+++ INFORMATION GIVEN

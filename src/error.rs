//! Error types for cipher keying and for the random generator.
//!
//! Digest, HMAC, and CBC over well-formed buffers never fail; contract
//! violations (wrong buffer sizes, malformed descriptors) panic instead of
//! surfacing here.

/// Errors raised by block cipher primitives and the modes built on them.
#[derive(Debug, thiserror::Error, PartialEq, Eq)]
pub enum CipherError {
    /// Key material has a length the primitive cannot schedule.
    #[error("invalid key length: {len} bytes")]
    InvalidKeyLength {
        /// Length of the rejected key.
        len: usize,
    },
    /// The underlying single-block transform reported a failure.
    #[error("cipher primitive failure: {reason}")]
    Primitive {
        /// Primitive-specific description.
        reason: String,
    },
}

/// Errors raised while drawing random bytes.
#[derive(Debug, thiserror::Error, PartialEq, Eq)]
pub enum RngError {
    /// The entropy source could not be opened or read.
    #[error("entropy source unavailable: {reason}")]
    EntropyUnavailable {
        /// Source-specific description.
        reason: String,
    },
    /// The entropy source produced fewer bytes than requested.
    #[error("entropy source returned {got} bytes, expected {expected}")]
    ShortEntropy {
        /// Bytes requested from the source.
        expected: usize,
        /// Bytes actually produced.
        got: usize,
    },
    /// Generator limits are out of range.
    #[error("invalid random generator config: {reason}")]
    InvalidConfig {
        /// Which limit was rejected.
        reason: String,
    },
    /// A previous holder of the generator lock panicked.
    #[error("random generator state poisoned")]
    Poisoned,
}
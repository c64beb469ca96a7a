//! Cipher block chaining over any [`BlockCipher`].
//!
//! The chaining value lives in the caller's IV buffer and is updated after
//! every block, so a long stream can be processed across several calls by
//! passing the same IV buffer back in.

use tracing::{debug, instrument};

use super::BlockCipher;
use crate::ct::secure_zero;
use crate::error::CipherError;

/// A keyed block cipher plus one scratch block for chaining.
pub struct CbcContext<C: BlockCipher> {
    cipher: C,
    scratch: Vec<u8>,
}

impl<C: BlockCipher> CbcContext<C> {
    /// Key-schedule a fresh primitive and wrap it.
    ///
    /// # Errors
    ///
    /// Returns whatever the primitive reports for unusable key material,
    /// typically [`CipherError::InvalidKeyLength`].
    pub fn init(key: &[u8]) -> Result<Self, CipherError> {
        let cipher = C::with_key(key)?;
        Ok(Self::from_cipher(cipher))
    }

    /// Wrap an already keyed primitive.
    ///
    /// # Panics
    ///
    /// Panics if the primitive reports a zero block size.
    #[must_use]
    pub fn from_cipher(cipher: C) -> Self {
        let block_size = cipher.block_size();
        assert!(block_size > 0, "block size must be non-zero");
        Self {
            cipher,
            scratch: vec![0u8; block_size],
        }
    }

    /// The wrapped primitive.
    pub fn cipher(&self) -> &C {
        &self.cipher
    }

    /// Bytes per block.
    pub fn block_size(&self) -> usize {
        self.scratch.len()
    }

    /// Encrypt `n_blocks` whole blocks from `input` into `output`.
    ///
    /// On return `iv` holds the last ciphertext block written.
    ///
    /// # Errors
    ///
    /// Stops at the first block the primitive fails on; output written up to
    /// that point is unspecified.
    ///
    /// # Panics
    ///
    /// Panics if `iv` is not exactly one block or either buffer is shorter
    /// than `n_blocks` blocks.
    #[instrument(level = "trace", skip(self, iv, input, output))]
    pub fn encrypt(
        &mut self,
        iv: &mut [u8],
        n_blocks: usize,
        input: &[u8],
        output: &mut [u8],
    ) -> Result<(), CipherError> {
        let span = self.check_buffers(iv, n_blocks, input.len(), output.len());
        let bs = self.block_size();

        for (index, (plain, out)) in input[..span]
            .chunks_exact(bs)
            .zip(output[..span].chunks_exact_mut(bs))
            .enumerate()
        {
            xor_into(&mut self.scratch, plain, iv);
            if let Err(err) = self.cipher.encrypt_block(&self.scratch, out) {
                return Err(self.abort(index, err));
            }
            iv.copy_from_slice(out);
        }

        secure_zero(&mut self.scratch);
        Ok(())
    }

    /// Decrypt `n_blocks` whole blocks from `input` into `output`.
    ///
    /// On return `iv` holds the last ciphertext block consumed.
    ///
    /// # Errors
    ///
    /// Stops at the first block the primitive fails on; output written up to
    /// that point is unspecified.
    ///
    /// # Panics
    ///
    /// Panics if `iv` is not exactly one block or either buffer is shorter
    /// than `n_blocks` blocks.
    #[instrument(level = "trace", skip(self, iv, input, output))]
    pub fn decrypt(
        &mut self,
        iv: &mut [u8],
        n_blocks: usize,
        input: &[u8],
        output: &mut [u8],
    ) -> Result<(), CipherError> {
        let span = self.check_buffers(iv, n_blocks, input.len(), output.len());
        let bs = self.block_size();

        for (index, (cipher_block, out)) in input[..span]
            .chunks_exact(bs)
            .zip(output[..span].chunks_exact_mut(bs))
            .enumerate()
        {
            if let Err(err) = self.cipher.decrypt_block(cipher_block, &mut self.scratch) {
                return Err(self.abort(index, err));
            }
            xor_into(out, &self.scratch, iv);
            iv.copy_from_slice(cipher_block);
        }

        secure_zero(&mut self.scratch);
        Ok(())
    }

    /// Encrypt the first `n_blocks` blocks of `buf` in place.
    ///
    /// # Errors
    ///
    /// As [`CbcContext::encrypt`].
    ///
    /// # Panics
    ///
    /// As [`CbcContext::encrypt`].
    #[instrument(level = "trace", skip(self, iv, buf))]
    pub fn encrypt_in_place(
        &mut self,
        iv: &mut [u8],
        n_blocks: usize,
        buf: &mut [u8],
    ) -> Result<(), CipherError> {
        let span = self.check_buffers(iv, n_blocks, buf.len(), buf.len());
        let bs = self.block_size();

        for (index, block) in buf[..span].chunks_exact_mut(bs).enumerate() {
            xor_into(&mut self.scratch, block, iv);
            if let Err(err) = self.cipher.encrypt_block(&self.scratch, block) {
                return Err(self.abort(index, err));
            }
            iv.copy_from_slice(block);
        }

        secure_zero(&mut self.scratch);
        Ok(())
    }

    /// Decrypt the first `n_blocks` blocks of `buf` in place.
    ///
    /// # Errors
    ///
    /// As [`CbcContext::decrypt`].
    ///
    /// # Panics
    ///
    /// As [`CbcContext::decrypt`].
    #[instrument(level = "trace", skip(self, iv, buf))]
    pub fn decrypt_in_place(
        &mut self,
        iv: &mut [u8],
        n_blocks: usize,
        buf: &mut [u8],
    ) -> Result<(), CipherError> {
        let span = self.check_buffers(iv, n_blocks, buf.len(), buf.len());
        let bs = self.block_size();

        for (index, block) in buf[..span].chunks_exact_mut(bs).enumerate() {
            if let Err(err) = self.cipher.decrypt_block(block, &mut self.scratch) {
                return Err(self.abort(index, err));
            }
            // Chain must advance to the ciphertext, which is overwritten here.
            for ((b, chain), s) in block.iter_mut().zip(iv.iter_mut()).zip(&self.scratch) {
                let ciphertext = *b;
                *b = s ^ *chain;
                *chain = ciphertext;
            }
        }

        secure_zero(&mut self.scratch);
        Ok(())
    }

    /// Clear the scratch block before handing a primitive failure back.
    fn abort(&mut self, block: usize, err: CipherError) -> CipherError {
        secure_zero(&mut self.scratch);
        debug!(block, error = %err, "CBC aborted by primitive failure");
        err
    }

    fn check_buffers(&self, iv: &[u8], n_blocks: usize, input: usize, output: usize) -> usize {
        let bs = self.block_size();
        assert_eq!(iv.len(), bs, "IV must be exactly one block");
        assert!(n_blocks <= usize::MAX / bs, "block count overflows usize");
        let span = n_blocks * bs;
        assert!(input >= span, "input shorter than {n_blocks} blocks");
        assert!(output >= span, "output shorter than {n_blocks} blocks");
        span
    }
}

fn xor_into(dst: &mut [u8], a: &[u8], b: &[u8]) {
    for ((d, x), y) in dst.iter_mut().zip(a).zip(b) {
        *d = x ^ y;
    }
}

impl<C: BlockCipher> Drop for CbcContext<C> {
    fn drop(&mut self) {
        secure_zero(&mut self.scratch);
    }
}

impl<C: BlockCipher> core::fmt::Debug for CbcContext<C> {
    fn fmt(&self, f: &mut core::fmt::Formatter<'_>) -> core::fmt::Result {
        f.debug_struct("CbcContext")
            .field("block_size", &self.block_size())
            .finish_non_exhaustive()
    }
}
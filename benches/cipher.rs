use criterion::{BenchmarkId, Criterion, Throughput, black_box, criterion_group, criterion_main};
use cryptocore::{
    BlockCipher, CbcContext, Des, OsEntropy, RngConfig, RngHandle, TripleDes, process_rng,
};

const SIZES: [usize; 2] = [1024, 64 * 1024];

fn bench_cbc(c: &mut Criterion) {
    let mut group = c.benchmark_group("cbc");

    for size in SIZES {
        let plaintext = vec![0x42u8; size];
        let mut ciphertext = vec![0u8; size];
        let blocks = size / 8;
        group.throughput(Throughput::Bytes(size as u64));

        let mut des = CbcContext::<Des>::init(&[0x13u8; 8]).unwrap();
        group.bench_with_input(BenchmarkId::new("des_encrypt", size), &plaintext, |b, pt| {
            b.iter(|| {
                let mut iv = [0u8; 8];
                des.encrypt(&mut iv, blocks, black_box(pt), &mut ciphertext).unwrap();
            });
        });

        let mut tdes = CbcContext::<TripleDes>::init(&[0x37u8; 24]).unwrap();
        group.bench_with_input(BenchmarkId::new("3des_encrypt", size), &plaintext, |b, pt| {
            b.iter(|| {
                let mut iv = [0u8; 8];
                tdes.encrypt(&mut iv, blocks, black_box(pt), &mut ciphertext).unwrap();
            });
        });
    }

    group.finish();
}

fn bench_key_schedule(c: &mut Criterion) {
    c.bench_function("3des_key_schedule", |b| {
        b.iter(|| black_box(TripleDes::with_key(black_box(&[0x5au8; 24])).unwrap()));
    });
}

fn bench_rng(c: &mut Criterion) {
    let mut group = c.benchmark_group("rng");
    let rng = process_rng().unwrap();

    for size in [32usize, 4096] {
        let mut out = vec![0u8; size];
        group.throughput(Throughput::Bytes(size as u64));
        group.bench_function(BenchmarkId::new("process_generate", size), |b| {
            b.iter(|| rng.generate(black_box(&mut out)).unwrap());
        });
    }

    let small_requests =
        RngHandle::open(OsEntropy::new(), RngConfig::new(1 << 20, 64)).unwrap();
    let mut out = vec![0u8; 4096];
    group.bench_function("generate_4096_in_64b_requests", |b| {
        b.iter(|| small_requests.generate(black_box(&mut out)).unwrap());
    });

    group.finish();
}

criterion_group!(benches, bench_cbc, bench_key_schedule, bench_rng);
criterion_main!(benches);
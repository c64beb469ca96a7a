//! SHA-256 and SHA-224 descriptors (FIPS 180-4) for the digest engine.

use super::{DigestAlgorithm, DigestContext};

const BLOCK_SIZE: usize = 64;
const STATE_WORDS: usize = 8;
const SCHEDULE_WORDS: usize = 64;

const SHA256_INITIAL_STATE: [u32; STATE_WORDS] = [
    0x6A09_E667,
    0xBB67_AE85,
    0x3C6E_F372,
    0xA54F_F53A,
    0x510E_527F,
    0x9B05_688C,
    0x1F83_D9AB,
    0x5BE0_CD19,
];

const SHA224_INITIAL_STATE: [u32; STATE_WORDS] = [
    0xC105_9ED8,
    0x367C_D507,
    0x3070_DD17,
    0xF70E_5939,
    0xFFC0_0B31,
    0x6858_1511,
    0x64F9_8FA7,
    0xBEFA_4FA4,
];

const ROUND_CONSTANTS: [u32; SCHEDULE_WORDS] = [
    0x428A_2F98, 0x7137_4491, 0xB5C0_FBCF, 0xE9B5_DBA5, 0x3956_C25B, 0x59F1_11F1, 0x923F_82A4,
    0xAB1C_5ED5, 0xD807_AA98, 0x1283_5B01, 0x2431_85BE, 0x550C_7DC3, 0x72BE_5D74, 0x80DE_B1FE,
    0x9BDC_06A7, 0xC19B_F174, 0xE49B_69C1, 0xEFBE_4786, 0x0FC1_9DC6, 0x240C_A1CC, 0x2DE9_2C6F,
    0x4A74_84AA, 0x5CB0_A9DC, 0x76F9_88DA, 0x983E_5152, 0xA831_C66D, 0xB003_27C8, 0xBF59_7FC7,
    0xC6E0_0BF3, 0xD5A7_9147, 0x06CA_6351, 0x1429_2967, 0x27B7_0A85, 0x2E1B_2138, 0x4D2C_6DFC,
    0x5338_0D13, 0x650A_7354, 0x766A_0ABB, 0x81C2_C92E, 0x9272_2C85, 0xA2BF_E8A1, 0xA81A_664B,
    0xC24B_8B70, 0xC76C_51A3, 0xD192_E819, 0xD699_0624, 0xF40E_3585, 0x106A_A070, 0x19A4_C116,
    0x1E37_6C08, 0x2748_774C, 0x34B0_BCB5, 0x391C_0CB3, 0x4ED8_AA4A, 0x5B9C_CA4F, 0x682E_6FF3,
    0x748F_82EE, 0x78A5_636F, 0x84C8_7814, 0x8CC7_0208, 0x90BE_FFFA, 0xA450_6CEB, 0xBEF9_A3F7,
    0xC671_78F2,
];

/// SHA-256 descriptor: 64-byte blocks, 32-byte digest.
#[derive(Debug, Clone, Copy, Default, PartialEq, Eq)]
pub struct Sha256;

/// SHA-224 descriptor: SHA-256 compression with its own IV, 28-byte digest.
#[derive(Debug, Clone, Copy, Default, PartialEq, Eq)]
pub struct Sha224;

impl Sha256 {
    /// Digest length in bytes.
    pub const OUTPUT_SIZE: usize = 32;

    /// Hash `data` in one call.
    #[must_use]
    pub fn digest(data: &[u8]) -> [u8; Self::OUTPUT_SIZE] {
        let mut out = [0u8; Self::OUTPUT_SIZE];
        let mut ctx = DigestContext::init(&Sha256);
        ctx.update(data);
        ctx.finalize_into(&mut out);
        out
    }
}

impl Sha224 {
    /// Digest length in bytes.
    pub const OUTPUT_SIZE: usize = 28;

    /// Hash `data` in one call.
    #[must_use]
    pub fn digest(data: &[u8]) -> [u8; Self::OUTPUT_SIZE] {
        let mut out = [0u8; Self::OUTPUT_SIZE];
        let mut ctx = DigestContext::init(&Sha224);
        ctx.update(data);
        ctx.finalize_into(&mut out);
        out
    }
}

impl DigestAlgorithm for Sha256 {
    type State = [u32; STATE_WORDS];

    fn block_size(&self) -> usize {
        BLOCK_SIZE
    }

    fn output_size(&self) -> usize {
        Self::OUTPUT_SIZE
    }

    fn state_size(&self) -> usize {
        STATE_WORDS * 4
    }

    fn initial_state(&self) -> Self::State {
        SHA256_INITIAL_STATE
    }

    fn compress(&self, state: &mut Self::State, num_blocks: usize, data: &[u8]) {
        compress_blocks(state, num_blocks, data);
    }

    fn write_output(&self, state: &Self::State, out: &mut [u8]) {
        write_be_words(state, out);
    }
}

impl DigestAlgorithm for Sha224 {
    type State = [u32; STATE_WORDS];

    fn block_size(&self) -> usize {
        BLOCK_SIZE
    }

    fn output_size(&self) -> usize {
        Self::OUTPUT_SIZE
    }

    fn state_size(&self) -> usize {
        STATE_WORDS * 4
    }

    fn initial_state(&self) -> Self::State {
        SHA224_INITIAL_STATE
    }

    fn compress(&self, state: &mut Self::State, num_blocks: usize, data: &[u8]) {
        compress_blocks(state, num_blocks, data);
    }

    fn write_output(&self, state: &Self::State, out: &mut [u8]) {
        write_be_words(&state[..7], out);
    }
}

fn write_be_words(words: &[u32], out: &mut [u8]) {
    for (chunk, value) in out.chunks_exact_mut(4).zip(words) {
        chunk.copy_from_slice(&value.to_be_bytes());
    }
}

fn compress_blocks(state: &mut [u32; STATE_WORDS], num_blocks: usize, data: &[u8]) {
    debug_assert_eq!(data.len(), num_blocks * BLOCK_SIZE);
    for block in data.chunks_exact(BLOCK_SIZE) {
        process_block(state, block);
    }
}

#[inline(always)]
fn small_sigma0(x: u32) -> u32 {
    x.rotate_right(7) ^ x.rotate_right(18) ^ (x >> 3)
}

#[inline(always)]
fn small_sigma1(x: u32) -> u32 {
    x.rotate_right(17) ^ x.rotate_right(19) ^ (x >> 10)
}

#[inline(always)]
fn big_sigma0(x: u32) -> u32 {
    x.rotate_right(2) ^ x.rotate_right(13) ^ x.rotate_right(22)
}

#[inline(always)]
fn big_sigma1(x: u32) -> u32 {
    x.rotate_right(6) ^ x.rotate_right(11) ^ x.rotate_right(25)
}

#[inline(always)]
fn choice(x: u32, y: u32, z: u32) -> u32 {
    (x & y) ^ (!x & z)
}

#[inline(always)]
fn majority(x: u32, y: u32, z: u32) -> u32 {
    (x & y) ^ (x & z) ^ (y & z)
}

fn process_block(state: &mut [u32; STATE_WORDS], block: &[u8]) {
    let mut w = [0u32; SCHEDULE_WORDS];
    for (word, chunk) in w.iter_mut().zip(block.chunks_exact(4)) {
        *word = u32::from_be_bytes([chunk[0], chunk[1], chunk[2], chunk[3]]);
    }

    for t in 16..SCHEDULE_WORDS {
        w[t] = w[t - 16]
            .wrapping_add(small_sigma0(w[t - 15]))
            .wrapping_add(w[t - 7])
            .wrapping_add(small_sigma1(w[t - 2]));
    }

    let mut v = *state;
    for t in 0..SCHEDULE_WORDS {
        let [a, b, c, d, e, f, g, h] = v;
        let t1 = h
            .wrapping_add(big_sigma1(e))
            .wrapping_add(choice(e, f, g))
            .wrapping_add(ROUND_CONSTANTS[t])
            .wrapping_add(w[t]);
        let t2 = big_sigma0(a).wrapping_add(majority(a, b, c));
        v = [t1.wrapping_add(t2), a, b, c, d.wrapping_add(t1), e, f, g];
    }

    for (word, value) in state.iter_mut().zip(v) {
        *word = word.wrapping_add(value);
    }
}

++++++

WHAT TO DO. Every line of the data above that includes "choice" should be listed.

WRITTEN SOLUTION.
fn choice(x: u32, y: u32, z: u32) -> u32 {
            .wrapping_add(choice(e, f, g))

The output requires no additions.